This past spring, Harvard University professor Henry Louis Gates Jr. produced a four-episode series for PBS tracing the legacy of the slave trade in six Caribbean and Latin American countries. “Black in Latin America” is the book companion to the television series of the same title.
The reason for Gates’ journey is a startling fact: Of the roughly 11 million Africans who survived the trans-Atlantic slave trade, just 450,000 made it to the United States.
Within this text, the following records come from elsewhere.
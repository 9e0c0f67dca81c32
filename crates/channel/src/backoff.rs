//! Reconnect backoff
//!
//! delay = min(base * 2^attempt * (1 +/- randomization), max)

use rand::Rng;
use std::time::Duration;

use plexfarm_core::application::constants::{
    DEFAULT_RECONNECT_DELAY_MAX_MS, DEFAULT_RECONNECT_DELAY_MS, RECONNECT_RANDOMIZATION,
};

#[derive(Debug, Clone, PartialEq)]
pub struct BackoffConfig {
    pub base: Duration,
    pub max: Duration,
    /// Fraction of the delay applied as random jitter, in [0, 1]
    pub randomization: f64,
    /// `None` retries forever
    pub max_attempts: Option<u32>,
}

impl Default for BackoffConfig {
    fn default() -> Self {
        Self {
            base: Duration::from_millis(DEFAULT_RECONNECT_DELAY_MS),
            max: Duration::from_millis(DEFAULT_RECONNECT_DELAY_MAX_MS),
            randomization: RECONNECT_RANDOMIZATION,
            max_attempts: None,
        }
    }
}

/// Exponential backoff with jitter, reset after every successful connection
#[derive(Debug)]
pub struct Backoff {
    config: BackoffConfig,
    attempts: u32,
}

impl Backoff {
    pub fn new(config: BackoffConfig) -> Self {
        Self {
            config,
            attempts: 0,
        }
    }

    pub fn attempts(&self) -> u32 {
        self.attempts
    }

    pub fn reset(&mut self) {
        self.attempts = 0;
    }

    /// Delay before the next attempt, or `None` once attempts are exhausted
    pub fn next_delay(&mut self) -> Option<Duration> {
        if let Some(max_attempts) = self.config.max_attempts {
            if self.attempts >= max_attempts {
                return None;
            }
        }

        let factor = 2f64.powi(self.attempts.min(31) as i32);
        let exponential = self.config.base.as_millis() as f64 * factor;

        let r = self.config.randomization.clamp(0.0, 1.0);
        let jitter = rand::thread_rng().gen_range((1.0 - r)..=(1.0 + r));
        let delay_ms = (exponential * jitter).min(self.config.max.as_millis() as f64);

        self.attempts += 1;
        Some(Duration::from_millis(delay_ms as u64))
    }
}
The rest were dispersed throughout the region, and Gates, renowned for his African-American studies, wanted to know how their descendants live now.
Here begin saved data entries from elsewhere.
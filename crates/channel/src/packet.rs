//! Engine.IO v4 / Socket.IO v5 text packet codec
//!
//! Only the default namespace and text packets are supported.

use serde::Deserialize;
use serde_json::Value;

use crate::error::PacketError;

/// Engine.IO open packet payload
#[derive(Debug, Clone, PartialEq, Eq, Deserialize)]
#[serde(rename_all = "camelCase")]
pub struct Handshake {
    pub sid: String,
    #[serde(default)]
    pub upgrades: Vec<String>,
    pub ping_interval: u64,
    pub ping_timeout: u64,
    #[serde(default)]
    pub max_payload: Option<u64>,
}

/// Engine.IO packet (one per WebSocket text frame)
#[derive(Debug, Clone, PartialEq)]
pub enum EnginePacket {
    Open(Handshake),
    Close,
    Ping,
    Pong,
    Message(String),
    Upgrade,
    Noop,
}

impl EnginePacket {
    pub fn decode(frame: &str) -> Result<Self, PacketError> {
        let mut chars = frame.chars();
        let kind = chars.next().ok_or(PacketError::Empty)?;
        let body = chars.as_str();

        Ok(match kind {
            '0' => EnginePacket::Open(serde_json::from_str(body)?),
            '1' => EnginePacket::Close,
            '2' => EnginePacket::Ping,
            '3' => EnginePacket::Pong,
            '4' => EnginePacket::Message(body.to_string()),
            '5' => EnginePacket::Upgrade,
            '6' => EnginePacket::Noop,
            'b' => return Err(PacketError::Unsupported("base64 binary payload".to_string())),
            other => return Err(PacketError::UnknownType(other)),
        })
    }

    /// Frames the client sends. `Open` is server-only and encodes as a bare type.
    pub fn encode(&self) -> String {
        match self {
            EnginePacket::Open(_) => "0".to_string(),
            EnginePacket::Close => "1".to_string(),
            EnginePacket::Ping => "2".to_string(),
            EnginePacket::Pong => "3".to_string(),
            EnginePacket::Message(body) => format!("4{}", body),
            EnginePacket::Upgrade => "5".to_string(),
            EnginePacket::Noop => "6".to_string(),
        }
    }
}

/// Socket.IO packet carried inside an Engine.IO message
#[derive(Debug, Clone, PartialEq)]
pub enum SocketPacket {
    Connect(Option<Value>),
    Disconnect,
    Event {
        id: Option<u64>,
        name: String,
        args: Vec<Value>,
    },
    Ack {
        id: u64,
        args: Vec<Value>,
    },
    ConnectError(Value),
}

impl SocketPacket {
    pub fn event(name: &str, args: Vec<Value>) -> Self {
        SocketPacket::Event {
            id: None,
            name: name.to_string(),
            args,
        }
    }

    pub fn decode(body: &str) -> Result<Self, PacketError> {
        let mut chars = body.chars();
        let kind = chars.next().ok_or(PacketError::Empty)?;
        let mut rest = chars.as_str();

        if matches!(kind, '5' | '6') {
            return Err(PacketError::Unsupported("binary event".to_string()));
        }

        // Namespace: "/name," prefix; only the default one is served
        if rest.starts_with('/') {
            let (namespace, tail) = rest.split_once(',').unwrap_or((rest, ""));
            if namespace != "/" {
                return Err(PacketError::Unsupported(format!("namespace {}", namespace)));
            }
            rest = tail;
        }

        let digits = rest.len() - rest.trim_start_matches(|c: char| c.is_ascii_digit()).len();
        let (id_text, json) = rest.split_at(digits);
        let id = if id_text.is_empty() {
            None
        } else {
            Some(
                id_text
                    .parse::<u64>()
                    .map_err(|e| PacketError::Malformed(format!("ack id: {}", e)))?,
            )
        };

        let data: Option<Value> = if json.is_empty() {
            None
        } else {
            Some(serde_json::from_str(json)?)
        };

        match kind {
            '0' => Ok(SocketPacket::Connect(data)),
            '1' => Ok(SocketPacket::Disconnect),
            '2' => {
                let mut items = match data {
                    Some(Value::Array(items)) if !items.is_empty() => items,
                    _ => return Err(PacketError::Malformed("event without name".to_string())),
                };
                let name = match items.remove(0) {
                    Value::String(name) => name,
                    other => {
                        return Err(PacketError::Malformed(format!(
                            "event name is not a string: {}",
                            other
                        )))
                    }
                };
                Ok(SocketPacket::Event {
                    id,
                    name,
                    args: items,
                })
            }
            '3' => {
                let id = id.ok_or_else(|| PacketError::Malformed("ack without id".to_string()))?;
                let args = match data {
                    Some(Value::Array(items)) => items,
                    Some(other) => vec![other],
                    None => Vec::new(),
                };
                Ok(SocketPacket::Ack { id, args })
            }
            '4' => Ok(SocketPacket::ConnectError(data.unwrap_or(Value::Null))),
            other => Err(PacketError::UnknownType(other)),
        }
    }

    pub fn encode(&self) -> String {
        match self {
            SocketPacket::Connect(None) => "0".to_string(),
            SocketPacket::Connect(Some(auth)) => format!("0{}", auth),
            SocketPacket::Disconnect => "1".to_string(),
            SocketPacket::Event { id, name, args } => {
                let mut items = Vec::with_capacity(args.len() + 1);
                items.push(Value::String(name.clone()));
                items.extend(args.iter().cloned());
                let id = id.map(|i| i.to_string()).unwrap_or_default();
                format!("2{}{}", id, Value::Array(items))
            }
            SocketPacket::Ack { id, args } => format!("3{}{}", id, Value::Array(args.clone())),
            SocketPacket::ConnectError(data) => format!("4{}", data),
        }
    }

    /// Wrap into the Engine.IO frame that carries it
    pub fn into_frame(self) -> String {
        EnginePacket::Message(self.encode()).encode()
    }
}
More than an outline of the research featured in the series, Gates’ book is a thoughtful travelogue through Mexico, Peru, Cuba, Haiti, the Dominican Republic and Brazil.
It explores Black history in these six countries, which Gates visited in 2010, but it doesn’t linger in the past. Through music, cuisine, art, dance, politics, religion and language, Gates finds living links to Africa. He also finds the other legacy of the slave trade, a sometimes subtle but persistent racism despite pledges of multiculturalism.
Gates’ academic questions about race stem from conversations in cafes, hotels, museums, street parties, nightclubs, taxicabs — the casual places where anyone goes on vacation. “Black in Latin America” would be an interesting companion to any guidebook for the Caribbean and Latin America, as it reveals not just a hidden history but also an evolving sense of identity.